Airlines in Middle East rule out services resuming before Thursday

. UK edition

An Emirates plane
An Emirates plane sits at Dubai international airport on Monday. Select flights are being allowed to leave amid the ongoing conflict. Photograph: Raghed Waked/Reuters

Some repatriation flights depart as governments around the world work to extract their citizens from the region

The biggest Middle East carriers have ruled out resuming scheduled flights until at least Thursday as the US-Israeli war on Iran continues, denting hopes of a swift return to normal air travel after the first repatriation flights left the United Arab Emirates.

Etihad, based in Abu Dhabi, said its commercial services were suspended until 2pm local time on Thursday 5 March, with Emirates ruling out scheduled flights until midnight on Wednesday.

Qatar Airways said it would give a further update on Wednesday but its airspace remained closed for all flights.

Travellers stranded by the widening conflict began departing the UAE on a small number of evacuation flights on Monday, as governments around the world worked to extract their citizens from the region.

Both Etihad Airways and Emirates, as well as the budget carrier FlyDubai, said they would continue to operate only limited cargo and repatriation flights after the chaos and damage caused by Iranian missiles and drones.

Since Saturday, at least 11,000 flights into, out of and within the Middle East have been cancelled, affecting more than a million passengers, according to the aviation analytics company Cirium.
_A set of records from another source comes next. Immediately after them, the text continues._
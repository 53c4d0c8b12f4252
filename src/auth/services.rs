use tracing::{info, warn};

use super::{
    dto::LoginRequest,
    identity::Identity,
    sessions::Revocation,
};
use crate::{
    db::Deadline,
    error::{AppError, AppResult},
    state::AppState,
    users::services::normalize_email,
};

const INVALID_CREDENTIALS: &str = "invalid credentials";

/// Checks the credentials, then issues a token and records it as a session.
/// Unknown email and wrong password fail identically.
pub async fn login(state: &AppState, req: LoginRequest, deadline: Deadline) -> AppResult<String> {
    let email = normalize_email(&req.email);
    if email.is_empty() || req.password.is_empty() {
        return Err(AppError::BadRequest("email and password are required".into()));
    }

    let Some(user) = deadline.run(state.users.find_by_email(&email)).await? else {
        warn!("login for unknown email");
        return Err(AppError::BadRequest(INVALID_CREDENTIALS.into()));
    };

    let ok = state
        .hasher
        .verify_blocking(req.password, user.password_hash.clone())
        .await
        .map_err(AppError::unknown)?;
    if !ok {
        warn!(user_id = %user.id, "login with wrong password");
        return Err(AppError::BadRequest(INVALID_CREDENTIALS.into()));
    }

    let token = state.tokens.issue(&user.email).map_err(AppError::unknown)?;
    state.sessions.record(user.id, &token, deadline).await?;

    info!(user_id = %user.id, "user logged in");
    Ok(token)
}

/// Revokes the caller's own session. Revoking an already gone session is not an error.
pub async fn logout(state: &AppState, identity: &Identity, deadline: Deadline) -> AppResult<Revocation> {
    let outcome = state
        .sessions
        .revoke(identity.user_id(), identity.token().expose(), deadline)
        .await?;
    info!(user_id = %identity.user_id(), ?outcome, "user logged out");
    Ok(outcome)
}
The travel chaos is likely to continue, with the US president, Donald Trump, saying on Monday that the conflict had been projected to last four to five weeks, but could go on longer.

Late on Monday the US state department called on Americans to immediately leave more than a dozen countries in the Middle East, including Saudi Arabia and the UAE, amid the worsening conflict triggered by US-Israeli strikes against Iran on Saturday.

Mora Namdar, the US state department’s assistant secretary for consular affairs, said US citizens should leave using available commercial transportation “due to safety risks”. The US has not organised its own evacuation flights.

In the UK, Keir Starmer said the government was sending rapid deployment teams to the region to support British nationals there, and wanted “to ensure that they can return home as swiftly and safely as possible”.

The UK foreign secretary, Yvette Cooper, said on Tuesday that 130,000 British nationals had now registered their presence in the region, and that about 300,000 British citizens were in Gulf countries being targeted by Iran.

About 24,000 Australian citizens are also in the Middle East, some stranded in transit. The Gulf has become a major connecting hub for flights between Australia and Europe, and analysts said long-haul fares could rise sharply in the short term.

John Grant, an analyst at the aviation data company OAG, said: “The short-term loss of capacity through the Middle East clearly puts pressure on alternate routings, such as the direct services to Asia which are already close to full with their own local market demand and connecting traffic to Australia.

“Overlay that with Easter coming up and available capacity is pretty scarce … Selling fares are inevitably increasing and will stay that way until there is a settlement of the current events.”

The UAE government has urged passengers to go to airports only if contacted directly, warning that operations remained limited.

At least 16 Etihad flights left Abu Dhabi during a three-hour window on Monday, according to Flightradar24, heading to destinations including Islamabad, Paris, Amsterdam, Mumbai, Moscow and London.

Emirates said customers with earlier bookings were given priority for seats on the limited flights it has operated, starting Monday evening.

Airspace closures remain in effect for Iran, Iraq and Israel, and Jordan’s airspace was closed overnight on Monday. Partial closures have affected Bahrain, Kuwait, Saudi Arabia and Syria.

Germany’s foreign ministry said about 30,000 tourists from the country were stranded on cruise ships, in hotels or at closed airports in the Middle East. The government said it planned to send aircraft to Oman and Saudi Arabia to evacuate ill travellers, children and pregnant women while working with airlines to assist others.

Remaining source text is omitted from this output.